[Task statement]:
Please quote exactly the opening lines of the data, from the first line to the one where "reqwest::Client::builder()" appears.

[Excerpted records]:
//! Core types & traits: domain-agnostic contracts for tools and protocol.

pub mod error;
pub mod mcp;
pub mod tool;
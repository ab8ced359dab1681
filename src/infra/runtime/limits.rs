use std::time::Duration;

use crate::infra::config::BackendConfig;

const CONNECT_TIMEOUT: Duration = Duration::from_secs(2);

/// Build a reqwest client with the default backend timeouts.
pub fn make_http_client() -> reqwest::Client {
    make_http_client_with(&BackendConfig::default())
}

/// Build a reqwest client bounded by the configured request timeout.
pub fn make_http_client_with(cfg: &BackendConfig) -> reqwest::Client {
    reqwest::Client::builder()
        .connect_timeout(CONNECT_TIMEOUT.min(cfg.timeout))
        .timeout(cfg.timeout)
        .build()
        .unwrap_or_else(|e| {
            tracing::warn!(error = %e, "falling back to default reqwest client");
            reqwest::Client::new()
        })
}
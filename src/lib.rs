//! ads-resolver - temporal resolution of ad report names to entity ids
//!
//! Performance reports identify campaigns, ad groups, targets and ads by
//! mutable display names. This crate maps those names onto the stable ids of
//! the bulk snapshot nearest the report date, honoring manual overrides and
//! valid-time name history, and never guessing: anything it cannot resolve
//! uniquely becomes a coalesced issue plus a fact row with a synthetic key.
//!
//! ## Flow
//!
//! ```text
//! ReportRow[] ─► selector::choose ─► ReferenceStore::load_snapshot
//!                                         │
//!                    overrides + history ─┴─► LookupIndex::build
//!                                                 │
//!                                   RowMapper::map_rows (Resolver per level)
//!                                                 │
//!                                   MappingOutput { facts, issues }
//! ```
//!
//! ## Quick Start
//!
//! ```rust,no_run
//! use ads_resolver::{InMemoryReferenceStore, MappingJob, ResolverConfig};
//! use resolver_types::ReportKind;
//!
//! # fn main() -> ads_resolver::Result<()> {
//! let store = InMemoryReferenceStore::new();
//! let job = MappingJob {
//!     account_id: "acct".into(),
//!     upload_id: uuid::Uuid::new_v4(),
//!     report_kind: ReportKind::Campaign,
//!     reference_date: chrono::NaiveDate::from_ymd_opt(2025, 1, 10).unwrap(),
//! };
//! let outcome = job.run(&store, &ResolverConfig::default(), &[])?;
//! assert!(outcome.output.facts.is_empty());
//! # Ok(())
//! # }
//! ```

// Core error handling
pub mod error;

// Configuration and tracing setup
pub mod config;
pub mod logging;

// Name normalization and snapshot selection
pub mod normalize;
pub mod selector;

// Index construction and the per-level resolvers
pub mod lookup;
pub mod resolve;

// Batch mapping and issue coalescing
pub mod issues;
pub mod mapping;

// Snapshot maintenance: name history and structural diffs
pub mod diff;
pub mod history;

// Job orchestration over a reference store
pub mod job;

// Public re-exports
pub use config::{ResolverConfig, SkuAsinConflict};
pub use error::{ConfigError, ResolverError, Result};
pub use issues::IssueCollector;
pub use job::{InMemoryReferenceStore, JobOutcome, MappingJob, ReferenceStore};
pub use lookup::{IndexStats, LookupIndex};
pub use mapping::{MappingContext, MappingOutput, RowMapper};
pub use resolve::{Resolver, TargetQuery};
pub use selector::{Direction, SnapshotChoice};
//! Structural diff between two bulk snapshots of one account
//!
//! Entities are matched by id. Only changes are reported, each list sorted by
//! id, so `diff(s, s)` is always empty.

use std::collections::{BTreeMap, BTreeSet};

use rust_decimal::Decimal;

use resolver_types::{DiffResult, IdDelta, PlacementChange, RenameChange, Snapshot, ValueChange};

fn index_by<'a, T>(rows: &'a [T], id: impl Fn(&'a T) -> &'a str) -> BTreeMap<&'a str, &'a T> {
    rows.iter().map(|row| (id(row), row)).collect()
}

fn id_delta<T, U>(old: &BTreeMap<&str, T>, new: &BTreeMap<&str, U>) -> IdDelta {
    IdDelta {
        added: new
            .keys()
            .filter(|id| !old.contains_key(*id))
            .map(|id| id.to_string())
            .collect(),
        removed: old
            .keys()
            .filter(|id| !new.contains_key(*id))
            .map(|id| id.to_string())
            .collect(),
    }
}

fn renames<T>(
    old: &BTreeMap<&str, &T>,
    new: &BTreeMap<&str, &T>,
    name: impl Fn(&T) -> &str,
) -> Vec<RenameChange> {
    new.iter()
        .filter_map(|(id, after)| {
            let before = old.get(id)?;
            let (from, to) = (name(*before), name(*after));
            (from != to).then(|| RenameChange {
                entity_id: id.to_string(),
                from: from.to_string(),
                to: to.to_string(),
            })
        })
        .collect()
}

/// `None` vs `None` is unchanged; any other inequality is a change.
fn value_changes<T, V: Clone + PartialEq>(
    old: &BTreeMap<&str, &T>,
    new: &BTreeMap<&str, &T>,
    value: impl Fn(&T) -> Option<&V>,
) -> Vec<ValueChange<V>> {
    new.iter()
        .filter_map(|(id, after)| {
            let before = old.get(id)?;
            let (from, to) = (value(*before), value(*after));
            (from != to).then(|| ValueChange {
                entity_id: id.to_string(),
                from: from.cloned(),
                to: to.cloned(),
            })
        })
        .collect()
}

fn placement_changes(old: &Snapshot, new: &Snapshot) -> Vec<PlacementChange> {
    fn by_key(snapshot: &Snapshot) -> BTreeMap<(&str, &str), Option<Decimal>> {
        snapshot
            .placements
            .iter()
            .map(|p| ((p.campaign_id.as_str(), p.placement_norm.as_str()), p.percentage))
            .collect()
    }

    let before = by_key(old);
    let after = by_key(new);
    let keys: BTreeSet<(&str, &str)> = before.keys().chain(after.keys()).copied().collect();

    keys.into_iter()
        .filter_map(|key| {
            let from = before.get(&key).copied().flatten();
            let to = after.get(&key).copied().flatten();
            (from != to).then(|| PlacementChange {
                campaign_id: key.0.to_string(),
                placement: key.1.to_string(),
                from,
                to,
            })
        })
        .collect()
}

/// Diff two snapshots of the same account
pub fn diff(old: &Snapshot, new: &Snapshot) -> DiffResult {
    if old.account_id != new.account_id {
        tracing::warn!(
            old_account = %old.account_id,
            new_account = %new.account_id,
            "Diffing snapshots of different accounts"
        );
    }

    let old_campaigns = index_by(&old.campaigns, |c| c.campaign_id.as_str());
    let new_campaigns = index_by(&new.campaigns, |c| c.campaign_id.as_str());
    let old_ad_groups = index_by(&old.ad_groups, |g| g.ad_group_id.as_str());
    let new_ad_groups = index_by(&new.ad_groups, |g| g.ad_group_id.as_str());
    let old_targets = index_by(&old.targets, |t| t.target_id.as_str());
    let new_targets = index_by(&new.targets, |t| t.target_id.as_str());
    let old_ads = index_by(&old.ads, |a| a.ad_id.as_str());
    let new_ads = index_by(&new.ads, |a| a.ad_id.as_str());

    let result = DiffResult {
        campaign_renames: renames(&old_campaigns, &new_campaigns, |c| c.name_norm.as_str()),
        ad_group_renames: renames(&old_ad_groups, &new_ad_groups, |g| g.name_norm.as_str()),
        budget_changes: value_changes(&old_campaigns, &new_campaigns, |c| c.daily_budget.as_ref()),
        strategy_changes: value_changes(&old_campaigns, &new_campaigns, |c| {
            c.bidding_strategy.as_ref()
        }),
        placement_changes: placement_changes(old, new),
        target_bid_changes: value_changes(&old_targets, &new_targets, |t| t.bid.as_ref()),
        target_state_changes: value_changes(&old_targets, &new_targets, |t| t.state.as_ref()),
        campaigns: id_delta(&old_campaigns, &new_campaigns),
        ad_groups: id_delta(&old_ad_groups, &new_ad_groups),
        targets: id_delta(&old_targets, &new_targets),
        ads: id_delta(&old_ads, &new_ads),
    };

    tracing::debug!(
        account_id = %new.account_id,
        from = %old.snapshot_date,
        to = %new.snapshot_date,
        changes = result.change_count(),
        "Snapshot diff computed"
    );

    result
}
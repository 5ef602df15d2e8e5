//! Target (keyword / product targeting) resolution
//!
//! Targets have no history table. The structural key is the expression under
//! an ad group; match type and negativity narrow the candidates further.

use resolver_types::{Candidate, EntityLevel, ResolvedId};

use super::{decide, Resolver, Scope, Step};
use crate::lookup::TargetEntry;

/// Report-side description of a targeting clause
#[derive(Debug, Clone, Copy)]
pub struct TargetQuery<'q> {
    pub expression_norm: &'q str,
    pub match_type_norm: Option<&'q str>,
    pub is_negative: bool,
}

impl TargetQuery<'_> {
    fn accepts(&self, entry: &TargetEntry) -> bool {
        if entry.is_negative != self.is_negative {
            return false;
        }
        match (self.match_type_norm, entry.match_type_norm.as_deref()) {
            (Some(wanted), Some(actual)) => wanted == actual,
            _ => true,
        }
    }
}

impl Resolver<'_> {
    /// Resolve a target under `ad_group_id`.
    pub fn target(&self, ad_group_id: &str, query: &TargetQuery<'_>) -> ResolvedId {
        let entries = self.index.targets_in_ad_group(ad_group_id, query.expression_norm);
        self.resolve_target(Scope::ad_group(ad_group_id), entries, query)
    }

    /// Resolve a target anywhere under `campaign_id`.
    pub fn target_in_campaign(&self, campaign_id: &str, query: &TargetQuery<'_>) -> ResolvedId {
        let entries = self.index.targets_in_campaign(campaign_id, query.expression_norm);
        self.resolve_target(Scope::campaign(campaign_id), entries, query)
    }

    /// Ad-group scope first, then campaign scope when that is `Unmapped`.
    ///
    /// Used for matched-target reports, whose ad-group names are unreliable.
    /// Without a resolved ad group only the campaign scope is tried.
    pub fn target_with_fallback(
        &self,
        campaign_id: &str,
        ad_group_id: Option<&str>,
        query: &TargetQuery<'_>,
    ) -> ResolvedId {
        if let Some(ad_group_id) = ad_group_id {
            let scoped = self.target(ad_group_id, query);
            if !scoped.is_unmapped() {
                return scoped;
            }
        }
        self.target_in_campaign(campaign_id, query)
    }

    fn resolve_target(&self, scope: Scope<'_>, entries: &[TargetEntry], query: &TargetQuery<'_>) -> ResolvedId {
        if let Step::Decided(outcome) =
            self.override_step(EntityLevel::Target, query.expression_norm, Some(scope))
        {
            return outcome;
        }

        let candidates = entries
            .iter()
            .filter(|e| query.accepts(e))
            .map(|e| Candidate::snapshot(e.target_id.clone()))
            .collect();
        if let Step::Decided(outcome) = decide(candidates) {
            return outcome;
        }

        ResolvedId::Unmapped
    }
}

[Answer box]:
//! Core types & traits: domain-agnostic contracts for tools and protocol.

pub mod error;
pub mod mcp;
pub mod tool;
repository ab8ced359dab1681
filename src/infra/runtime/limits.rs
use std::time::Duration;

use crate::infra::config::BackendConfig;

const CONNECT_TIMEOUT: Duration = Duration::from_secs(2);

/// Build a reqwest client with the default backend timeouts.
pub fn make_http_client() -> reqwest::Client {
    make_http_client_with(&BackendConfig::default())
}

/// Build a reqwest client bounded by the configured request timeout.
pub fn make_http_client_with(cfg: &BackendConfig) -> reqwest::Client {
    reqwest::Client::builder()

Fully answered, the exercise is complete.